#### [Task details]
Write out exactly what each line says, starting with the first line below and ending on the one with "(int)((sr + n / 2) / n);".

#### [Raw data]

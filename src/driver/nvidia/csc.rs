//! Colorspace conversion kernels, compiled with NVRTC on first use.
//!
//! The kernels mirror the CPU ones in `crate::csc::kernels`: a box filter
//! for downscaling, BT.601 limited range for YUV and the identity matrix for
//! GBRP. NV12 chroma is a second launch over the 2x2 blocks.

use std::ffi::{c_void, CStr, CString};
use std::panic;
use std::ptr;

use cudarc::driver::sys::{self as cu, CUfunction, CUmodule};
use lazy_static::lazy_static;
use tracing::{debug, warn};

use super::api::cuda;
use super::Raw;
use crate::driver::status::{CUDA_ERROR_INVALID_VALUE, CUDA_ERROR_NOT_SUPPORTED};
use crate::driver::{CscJob, DriverResult, NativeStatus};
use crate::types::PixelFormat;

const KERNEL_SOURCE: &str = r#"
__device__ __forceinline__ unsigned char clamp_u8(int v) {
    return (unsigned char)(v < 0 ? 0 : (v > 255 ? 255 : v));
}

__device__ __forceinline__ int span_start(int d, int dn, int sn) {
    return (int)((long long)d * sn / dn);
}

__device__ void box_rgb(const unsigned char* src, unsigned long long pitch, int sw, int sh,
                        int dw, int dh, int dx, int dy, int bo, int go, int ro,
                        int* r, int* g, int* b) {
    int x0 = span_start(dx, dw, sw);
    int x1 = max(span_start(dx + 1, dw, sw), x0 + 1);
    int y0 = span_start(dy, dh, sh);
    int y1 = max(span_start(dy + 1, dh, sh), y0 + 1);
    unsigned int sr = 0, sg = 0, sb = 0, n = 0;
    for (int y = y0; y < y1; ++y) {
        const unsigned char* row = src + y * pitch;
        for (int x = x0; x < x1; ++x) {
            sr += row[x * 4 + ro];
            sg += row[x * 4 + go];
            sb += row[x * 4 + bo];
            ++n;
        }
    }
    *r = (int)((sr + n / 2) / n);
    *g = (int)((sg + n / 2) / n);
    *b = (int)((sb + n / 2) / n);
}

__device__ __forceinline__ unsigned char rgb_y(int r, int g, int b) {
    return clamp_u8(((66 * r + 129 * g + 25 * b + 128) >> 8) + 16);
}
__device__ __forceinline__ unsigned char rgb_u(int r, int g, int b) {
    return clamp_u8(((-38 * r - 74 * g + 112 * b + 128) >> 8) + 128);
}
__device__ __forceinline__ unsigned char rgb_v(int r, int g, int b) {
    return clamp_u8(((112 * r - 94 * g - 18 * b + 128) >> 8) + 128);
}

// format: 0 GBRP, 1 YUV444P, 2 NV12 luma
extern "C" __global__ void packed_to_planar(
    const unsigned char* src, unsigned long long src_pitch, int sw, int sh,
    int bo, int go, int ro,
    unsigned char* dst, unsigned long long dst_pitch, unsigned long long plane,
    int dw, int dh, int format) {
    int x = blockIdx.x * blockDim.x + threadIdx.x;
    int y = blockIdx.y * blockDim.y + threadIdx.y;
    if (x >= dw || y >= dh) return;
    int r, g, b;
    box_rgb(src, src_pitch, sw, sh, dw, dh, x, y, bo, go, ro, &r, &g, &b);
    unsigned long long i = y * dst_pitch + x;
    if (format == 0) {
        dst[i] = (unsigned char)g;
        dst[plane + i] = (unsigned char)b;
        dst[2 * plane + i] = (unsigned char)r;
    } else if (format == 1) {
        dst[i] = rgb_y(r, g, b);
        dst[plane + i] = rgb_u(r, g, b);
        dst[2 * plane + i] = rgb_v(r, g, b);
    } else {
        dst[i] = rgb_y(r, g, b);
    }
}

extern "C" __global__ void nv12_chroma(
    const unsigned char* src, unsigned long long src_pitch, int sw, int sh,
    int bo, int go, int ro,
    unsigned char* dst, unsigned long long dst_pitch, unsigned long long plane,
    int dw, int dh) {
    int cx = blockIdx.x * blockDim.x + threadIdx.x;
    int cy = blockIdx.y * blockDim.y + threadIdx.y;
    int x = cx * 2, y = cy * 2;
    if (x >= dw || y >= dh) return;
    int r = 0, g = 0, b = 0;
    for (int oy = 0; oy < 2; ++oy) {
        for (int ox = 0; ox < 2; ++ox) {
            int pr, pg, pb;
            box_rgb(src, src_pitch, sw, sh, dw, dh, min(x + ox, dw - 1), min(y + oy, dh - 1),
                    bo, go, ro, &pr, &pg, &pb);
            r += pr;
            g += pg;
            b += pb;
        }
    }
    r /= 4;
    g /= 4;
    b /= 4;
    unsigned long long i = plane + cy * dst_pitch + cx * 2;
    dst[i] = rgb_u(r, g, b);
    if ((unsigned long long)x + 1 < dst_pitch) {
        dst[i + 1] = rgb_v(r, g, b);
    }
}
"#;

const LUMA_KERNEL: &CStr = c"packed_to_planar";
const CHROMA_KERNEL: &CStr = c"nv12_chroma";
const BLOCK: u32 = 16;

lazy_static! {
    /// PTX for [`KERNEL_SOURCE`], or `None` when NVRTC is unavailable.
    static ref PTX: Option<CString> = compile();
}

fn compile() -> Option<CString> {
    // cudarc panics when libnvrtc cannot be loaded.
    match panic::catch_unwind(|| cudarc::nvrtc::compile_ptx(KERNEL_SOURCE)) {
        Ok(Ok(ptx)) => match CString::new(ptx.to_src()) {
            Ok(src) => {
                debug!("compiled colorspace kernels");
                Some(src)
            }
            Err(err) => {
                warn!("colorspace kernel PTX: {}", err);
                None
            }
        },
        Ok(Err(err)) => {
            warn!("colorspace kernels failed to compile: {:?}", err);
            None
        }
        Err(_) => {
            warn!("NVRTC is not available, colorspace conversion disabled");
            None
        }
    }
}

pub fn available() -> bool {
    PTX.is_some()
}

/// The conversion kernels loaded into one context. They live until the
/// context is destroyed.
#[derive(Debug)]
pub struct CscKernels {
    _module: Raw,
    luma: Raw,
    chroma: Raw,
}

impl CscKernels {
    /// Load the module into the current context.
    pub fn load() -> DriverResult<Self> {
        let ptx = PTX.as_ref().ok_or(NativeStatus::Cuda(CUDA_ERROR_NOT_SUPPORTED))?;
        let mut module: CUmodule = ptr::null_mut();
        cuda(unsafe { cu::cuModuleLoadData(&mut module, ptx.as_ptr() as *const c_void) })?;
        let function = |name: &CStr| -> DriverResult<Raw> {
            let mut function: CUfunction = ptr::null_mut();
            cuda(unsafe { cu::cuModuleGetFunction(&mut function, module, name.as_ptr()) })?;
            Ok(Raw(function as *mut c_void))
        };
        match function(LUMA_KERNEL).and_then(|luma| Ok((luma, function(CHROMA_KERNEL)?))) {
            Ok((luma, chroma)) => Ok(Self {
                _module: Raw(module as *mut c_void),
                luma,
                chroma,
            }),
            Err(status) => {
                let _ = unsafe { cu::cuModuleUnload(module) };
                Err(status)
            }
        }
    }

    /// Launch the conversion and wait for it. The context must be current.
    pub fn launch(&self, job: &CscJob) -> DriverResult<()> {
        let args = KernelArgs::new(job)?;
        let (gx, gy) = grid(job.dst_width, job.dst_height);
        self.run(self.luma, (gx, gy), &args, true)?;
        if job.dst_format == PixelFormat::Nv12 {
            let (gx, gy) = grid(job.dst_width.div_ceil(2), job.dst_height.div_ceil(2));
            self.run(self.chroma, (gx, gy), &args, false)?;
        }
        cuda(unsafe { cu::cuCtxSynchronize() })
    }

    fn run(&self, function: Raw, (gx, gy): (u32, u32), args: &KernelArgs, with_format: bool) -> DriverResult<()> {
        let mut a = *args;
        let mut params: Vec<*mut c_void> = vec![
            &mut a.src as *mut _ as *mut c_void,
            &mut a.src_pitch as *mut _ as *mut c_void,
            &mut a.src_width as *mut _ as *mut c_void,
            &mut a.src_height as *mut _ as *mut c_void,
            &mut a.offsets[0] as *mut _ as *mut c_void,
            &mut a.offsets[1] as *mut _ as *mut c_void,
            &mut a.offsets[2] as *mut _ as *mut c_void,
            &mut a.dst as *mut _ as *mut c_void,
            &mut a.dst_pitch as *mut _ as *mut c_void,
            &mut a.plane as *mut _ as *mut c_void,
            &mut a.dst_width as *mut _ as *mut c_void,
            &mut a.dst_height as *mut _ as *mut c_void,
        ];
        if with_format {
            params.push(&mut a.format as *mut _ as *mut c_void);
        }
        cuda(unsafe {
            cu::cuLaunchKernel(
                function.0 as CUfunction,
                gx,
                gy,
                1,
                BLOCK,
                BLOCK,
                1,
                0,
                ptr::null_mut(),
                params.as_mut_ptr(),
                ptr::null_mut(),
            )
        })
    }
}

/// Kernel arguments in launch order.
#[derive(Debug, Clone, Copy, PartialEq, Eq)]
struct KernelArgs {
    src: u64,
    src_pitch: u64,
    src_width: i32,
    src_height: i32,
    /// Byte offsets of B, G and R within a source pixel.
    offsets: [i32; 3],
    dst: u64,
    dst_pitch: u64,
    plane: u64,
    dst_width: i32,
    dst_height: i32,
    format: i32,
}

impl KernelArgs {
    fn new(job: &CscJob) -> DriverResult<Self> {
        let invalid = NativeStatus::Cuda(CUDA_ERROR_INVALID_VALUE);
        let offsets = job
            .src_format
            .bgr_offsets()
            .ok_or(NativeStatus::Cuda(CUDA_ERROR_NOT_SUPPORTED))?;
        let (format, planes) = match job.dst_format {
            PixelFormat::Gbrp => (0, 3),
            PixelFormat::Yuv444p => (1, 3),
            PixelFormat::Nv12 => (2, 2),
            _ => return Err(NativeStatus::Cuda(CUDA_ERROR_NOT_SUPPORTED)),
        };
        let (sw, sh) = (job.src_width as usize, job.src_height as usize);
        let (dw, dh) = (job.dst_width as usize, job.dst_height as usize);
        if dw == 0 || dh == 0 || dw > sw || dh > sh || job.plane_rows < job.dst_height {
            return Err(invalid);
        }
        if job.src.pitch < sw * 4 || job.src.rows < sh {
            return Err(invalid);
        }
        // NV12 chroma rows only need half the plane, but the buffer is
        // allocated as whole planes.
        if job.dst.pitch < dw || job.dst.rows < job.plane_rows as usize * (planes - 1) + dh {
            return Err(invalid);
        }
        let [bo, go, ro] = offsets;
        Ok(Self {
            src: job.src.ptr.0,
            src_pitch: job.src.pitch as u64,
            src_width: job.src_width as i32,
            src_height: job.src_height as i32,
            offsets: [bo as i32, go as i32, ro as i32],
            dst: job.dst.ptr.0,
            dst_pitch: job.dst.pitch as u64,
            plane: (job.dst.pitch * job.plane_rows as usize) as u64,
            dst_width: job.dst_width as i32,
            dst_height: job.dst_height as i32,
            format,
        })
    }
}

/// Blocks needed to cover `width`x`height` threads.
fn grid(width: u32, height: u32) -> (u32, u32) {
    (width.div_ceil(BLOCK).max(1), height.div_ceil(BLOCK).max(1))
}

#[cfg(test)]
mod tests {
    use super::*;
    use crate::driver::{DevicePitched, DevicePtr};

    fn job(dst_format: PixelFormat, dst: (u32, u32), dst_rows: usize) -> CscJob {
        CscJob {
            src: DevicePitched {
                ptr: DevicePtr(0x1000),
                pitch: 512,
                width_bytes: 256,
                rows: 48,
            },
            src_format: PixelFormat::Rgbx,
            src_width: 64,
            src_height: 48,
            dst: DevicePitched {
                ptr: DevicePtr(0x8000),
                pitch: 512,
                width_bytes: dst.0 as usize,
                rows: dst_rows,
            },
            dst_format,
            dst_width: dst.0,
            dst_height: dst.1,
            plane_rows: dst.1,
        }
    }

    #[test]
    fn test_grid_covers_picture() {
        assert_eq!(grid(64, 48), (4, 3));
        assert_eq!(grid(65, 1), (5, 1));
        assert_eq!(grid(0, 0), (1, 1));
    }

    #[test]
    fn test_kernel_args() {
        let args = KernelArgs::new(&job(PixelFormat::Nv12, (32, 24), 48)).unwrap();
        assert_eq!(args.offsets, [2, 1, 0]);
        assert_eq!(args.plane, 512 * 24);
        assert_eq!((args.dst_width, args.dst_height, args.format), (32, 24, 2));
        assert_eq!((args.src, args.dst), (0x1000, 0x8000));

        let args = KernelArgs::new(&job(PixelFormat::Gbrp, (64, 48), 144)).unwrap();
        assert_eq!(args.format, 0);
    }

    #[test]
    fn test_kernel_args_rejects_bad_jobs() {
        let invalid = Err(NativeStatus::Cuda(CUDA_ERROR_INVALID_VALUE));
        // Upscaling
        assert_eq!(KernelArgs::new(&job(PixelFormat::Nv12, (128, 48), 96)), invalid);
        // Third plane does not fit
        assert_eq!(KernelArgs::new(&job(PixelFormat::Yuv444p, (64, 48), 100)), invalid);
        let mut bad = job(PixelFormat::Nv12, (32, 24), 48);
        bad.src.pitch = 128;
        assert_eq!(KernelArgs::new(&bad), invalid);
        assert_eq!(
            KernelArgs::new(&job(PixelFormat::Bgra, (64, 48), 48)),
            Err(NativeStatus::Cuda(CUDA_ERROR_NOT_SUPPORTED))
        );
    }

    #[test]
    fn test_kernel_names_match_source() {
        for name in [LUMA_KERNEL, CHROMA_KERNEL] {
            let name = name.to_str().unwrap();
            assert!(KERNEL_SOURCE.contains(&format!("__global__ void {name}(")));
        }
    }
}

#### [Solution to this task]
filename src/driver/nvidia/csc.rs
//! Colorspace conversion kernels, compiled with NVRTC on first use.
//!
//! The kernels mirror the CPU ones in `crate::csc::kernels`: a box filter
//! for downscaling, BT.601 limited range for YUV and the identity matrix for
//! GBRP. NV12 chroma is a second launch over the 2x2 blocks.

use std::ffi::{c_void, CStr, CString};
use std::panic;
use std::ptr;

use cudarc::driver::sys::{self as cu, CUfunction, CUmodule};
use lazy_static::lazy_static;
use tracing::{debug, warn};

use super::api::cuda;
use super::Raw;
use crate::driver::status::{CUDA_ERROR_INVALID_VALUE, CUDA_ERROR_NOT_SUPPORTED};
use crate::driver::{CscJob, DriverResult, NativeStatus};
use crate::types::PixelFormat;

const KERNEL_SOURCE: &str = r#"
__device__ __forceinline__ unsigned char clamp_u8(int v) {
    return (unsigned char)(v < 0 ? 0 : (v > 255 ? 255 : v));
}

__device__ __forceinline__ int span_start(int d, int dn, int sn) {
    return (int)((long long)d * sn / dn);
}

__device__ void box_rgb(const unsigned char* src, unsigned long long pitch, int sw, int sh,
                        int dw, int dh, int dx, int dy, int bo, int go, int ro,
                        int* r, int* g, int* b) {
    int x0 = span_start(dx, dw, sw);
    int x1 = max(span_start(dx + 1, dw, sw), x0 + 1);
    int y0 = span_start(dy, dh, sh);
    int y1 = max(span_start(dy + 1, dh, sh), y0 + 1);
    unsigned int sr = 0, sg = 0, sb = 0, n = 0;
    for (int y = y0; y < y1; ++y) {
        const unsigned char* row = src + y * pitch;
        for (int x = x0; x < x1; ++x) {
            sr += row[x * 4 + ro];
            sg += row[x * 4 + go];
            sb += row[x * 4 + bo];
            ++n;
        }
    }
    *r = (int)((sr + n / 2) / n);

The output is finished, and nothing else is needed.